Run Google's open Gemma 4 locally with Ollama and wire up real function calling for an agent.

Google's Gemma 4 is the rare open model that is both small enough to run on your own laptop and capable enough to drive a real agent. The weights are Apache 2.0, the family ships in sizes from a 2B-effective edge model up to a 31B dense workstation model, and on Ollama alone it has already crossed 12.5 million downloads. What makes it interesting for builders is not the chat quality. It is the native function-calling support baked into the model and its chat template.

Function calling (also called tool calling) is the mechanism that turns a text generator into an agent. Instead of hallucinating today's weather or guessing the result of a calculation, the model emits a structured request: call get_weather with city="Tokyo". Your code runs that function, hands the result back, and the model writes a grounded answer. Everything stays on your machine: no API keys, no per-token billing, no data leaving your network.

This guide walks through the full loop end to end with Ollama and Python. You will define real tools, watch Gemma 4 decide when to call them, execute them, feed the results back, and let the model finish the answer. By the end you will have a small but genuine multi-tool agent running entirely offline, plus the gotchas that bite people the first time they wire this up.

Prerequisites

  • Ollama installed (v0.5+ recommended). Download from ollama.com/download.
  • Python 3.9+ and pip.
  • About 8 GB of free RAM for the 12B model, or 6 GB for the E4B edge model. No GPU required, though one helps.
  • Basic comfort with Python functions, type hints, and docstrings (Gemma 4 reads your docstrings to understand each tool).

We will use the gemma4 model tag. The default pull is the E4B edge model (~9.6 GB). For sharper tool decisions on a workstation, use gemma4:12b (256K context) or gemma4:31b.

Step 1: Pull Gemma 4 and confirm it runs

Start the Ollama service if it is not already running, then pull the model. The gemma4 family on Ollama is tagged tools, which means the runtime knows how to format and parse function calls for you.

# Pull a model. gemma4:12b is a strong default for tool use.
ollama pull gemma4:12b

# Smoke test
ollama run gemma4:12b "Reply with the single word: ready"

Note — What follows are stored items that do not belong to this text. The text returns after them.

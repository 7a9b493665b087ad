use criterion::{black_box, criterion_group, criterion_main, BatchSize, Criterion};
use cursor_collections::{MultiMap, UniqueMap};
use std::time::Duration;

fn lcg(mut s: u64) -> impl Iterator<Item = u64> {
    std::iter::from_fn(move || {
        s = s.wrapping_mul(6364136223846793005).wrapping_add(1);
        Some(s)
    })
}

fn key(n: u64) -> String {
    format!("k{:016x}", n)
}

fn bench_insert_fresh_100k(c: &mut Criterion) {
    c.bench_function("unique_map::insert_fresh_100k", |b| {
        b.iter_batched(
            UniqueMap::<String, u64>::new,
            |mut m| {
                for (i, x) in lcg(1).take(100_000).enumerate() {
                    let _ = m.insert(key(x), i as u64);
                }
                black_box(m)
            },
            BatchSize::SmallInput,
        )
    });
}

fn bench_insert_reserved_100k(c: &mut Criterion) {
    c.bench_function("unique_map::insert_reserved_100k", |b| {
        b.iter_batched(
            || {
                let mut m = UniqueMap::<String, u64>::new();
                m.reserve(100_000);
                m
            },
            |mut m| {
                for (i, x) in lcg(2).take(100_000).enumerate() {
                    let _ = m.insert(key(x), i as u64);
                }
                black_box(m)
            },
            BatchSize::SmallInput,
        )
    });
}

fn bench_find_hit_10k(c: &mut Criterion) {
    c.bench_function("unique_map::find_hit_10k_on_100k", |b| {
        let mut m = UniqueMap::new();
        let keys: Vec<String> = lcg(7).take(100_000).map(key).collect();
        for (i, k) in keys.iter().enumerate() {
            m.insert(k.clone(), i as u64);
        }
        let probes: Vec<&String> = keys.iter().step_by(10).take(10_000).collect();
        b.iter(|| {
            let mut hits = 0u64;
            for k in &probes {
                if m.contains_key(k.as_str()) {
                    hits += 1;
                }
            }
            black_box(hits)
        })
    });
}

fn bench_find_miss_10k(c: &mut Criterion) {
    c.bench_function("unique_map::find_miss_10k_on_100k", |b| {
        let mut m = UniqueMap::new();
        for (i, x) in lcg(11).take(100_000).enumerate() {
            m.insert(key(x), i as u64);
        }
        let probes: Vec<String> = lcg(0xdead).take(10_000).map(|x| format!("m{x:016x}")).collect();
        b.iter(|| {
            let mut hits = 0u64;
            for k in &probes {
                if m.contains_key(k.as_str()) {
                    hits += 1;
                }
            }
            black_box(hits)
        })
    });
}

fn bench_erase_random_10k(c: &mut Criterion) {
    c.bench_function("unique_map::erase_10k_of_100k", |b| {
        b.iter_batched(
            || {
                let mut m = UniqueMap::new();
                let keys: Vec<String> = lcg(13).take(100_000).map(key).collect();
                for (i, k) in keys.iter().enumerate() {
                    m.insert(k.clone(), i as u64);
                }
                let victims: Vec<String> =
                    keys.iter().step_by(10).take(10_000).cloned().collect();
                (m, victims)
            },
            |(mut m, victims)| {
                for k in &victims {
                    let _ = m.erase(k.as_str());
                }
                black_box(m)
            },
            BatchSize::SmallInput,
        )
    });
}

fn bench_rehash_100k(c: &mut Criterion) {
    c.bench_function("unique_map::rehash_100k_to_1m_buckets", |b| {
        b.iter_batched(
            || {
                let mut m = UniqueMap::new();
                for (i, x) in lcg(17).take(100_000).enumerate() {
                    m.insert(key(x), i as u64);
                }
                m
            },
            |mut m| {
                m.rehash(1 << 20);
                black_box(m)
            },
            BatchSize::SmallInput,
        )
    });
}

fn bench_iterate_100k(c: &mut Criterion) {
    c.bench_function("unique_map::iterate_100k", |b| {
        let mut m = UniqueMap::new();
        for (i, x) in lcg(19).take(100_000).enumerate() {
            m.insert(key(x), i as u64);
        }
        b.iter(|| {
            let mut acc = 0u64;
            for (_, v) in m.iter() {
                acc = acc.wrapping_add(*v);
            }
            black_box(acc)
        })
    });
}

fn bench_multi_insert_duplicates(c: &mut Criterion) {
    c.bench_function("multi_map::insert_100k_over_1k_keys", |b| {
        b.iter_batched(
            MultiMap::<String, u64>::new,
            |mut m| {
                for (i, x) in lcg(23).take(100_000).enumerate() {
                    let _ = m.insert(key(x % 1000), i as u64);
                }
                black_box(m)
            },
            BatchSize::SmallInput,
        )
    });
}

fn bench_config() -> Criterion {
    Criterion::default()
        .sample_size(12)
        .measurement_time(Duration::from_secs(5))
        .warm_up_time(Duration::from_secs(1))
}

criterion_group! {
    name = benches_insert;
    config = bench_config();
    targets = bench_insert_fresh_100k, bench_insert_reserved_100k
}
criterion_group! {
    name = benches_ops;
    config = bench_config();
    targets = bench_find_hit_10k,
              bench_find_miss_10k,
              bench_erase_random_10k,
              bench_rehash_100k,
              bench_iterate_100k,
              bench_multi_insert_duplicates
}
criterion_main!(benches_insert, benches_ops);
//! Generic algorithms over cursor ranges.
//!
//! Every function here takes a container reference plus a half-open
//! `[first, last)` cursor pair and relies only on the traits in
//! [`crate::cursor`], so one implementation serves contiguous, ring, and
//! linked storage alike. Plain variants lean on `Ord`/`PartialEq`; `_by`
//! variants accept the comparator or predicate explicitly.

pub mod binary;
pub mod modify;
pub mod permute;
pub mod search;
pub mod setops;
pub mod sort;

pub use binary::{
    binary_search, binary_search_by, equal_range, equal_range_by, is_partitioned, lower_bound,
    lower_bound_by, partition, partition_copy, partition_point, stable_partition, upper_bound,
    upper_bound_by,
};
pub use modify::{
    copy, copy_if, copy_n, fill, fill_n, generate, remove, remove_by, remove_copy, remove_copy_by,
    replace, replace_by, replace_copy, reverse, reverse_copy, rotate, rotate_copy, shuffle,
    swap_ranges, transform, unique, unique_by, unique_copy, unique_copy_by,
};
pub use permute::{
    next_permutation, next_permutation_by, prev_permutation, prev_permutation_by,
};
pub use search::{
    adjacent_find, adjacent_find_by, all_of, any_of, count, count_by, equal, find, find_by,
    find_by_not, find_end, find_first_of, for_each, max_element, max_element_by, min_element,
    min_element_by, minmax_element, minmax_element_by, mismatch, none_of, search, search_n,
};
pub use setops::{
    includes, includes_by, merge, merge_by, set_difference, set_difference_by, set_intersection,
    set_intersection_by, set_symmetric_difference, set_symmetric_difference_by, set_union,
    set_union_by,
};
pub use sort::{
    is_sorted, is_sorted_by, is_sorted_until, is_sorted_until_by, make_heap, make_heap_by,
    partial_sort, partial_sort_by, pop_heap, pop_heap_by, push_heap, push_heap_by, sort, sort_by,
    sort_heap, sort_heap_by,
};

Now install the Python client. The official library will turn plain Python functions into the JSON schema Gemma 4 expects, and parse the model's tool calls back into objects.

pip install ollama

Step 2: Define tools as plain Python functions

A tool is just a function with a clear name, typed arguments, and a docstring. Gemma 4 never sees your function body. It only sees the name, the parameter types, and the docstring, so write the docstring as if it were API documentation for the model. Vague docstrings are the number-one cause of wrong or missing tool calls.

import json

def get_weather(city: str, unit: str = "celsius") -> str:
    """Get the current weather for a city.

    Args:
        city: The city name, e.g. "Tokyo" or "San Francisco".
        unit: Temperature unit, either "celsius" or "fahrenheit".
    """
    # A real implementation would call a weather API. We stub it
    # so the example runs offline and deterministically.
    fake = {"tokyo": 21, "london": 14, "san francisco": 18}
    c = fake.get(city.lower(), 20)
    temp = c if unit == "celsius" else round(c * 9 / 5 + 32)
    return json.dumps({"city": city, "temp": temp, "unit": unit, "sky": "clear"})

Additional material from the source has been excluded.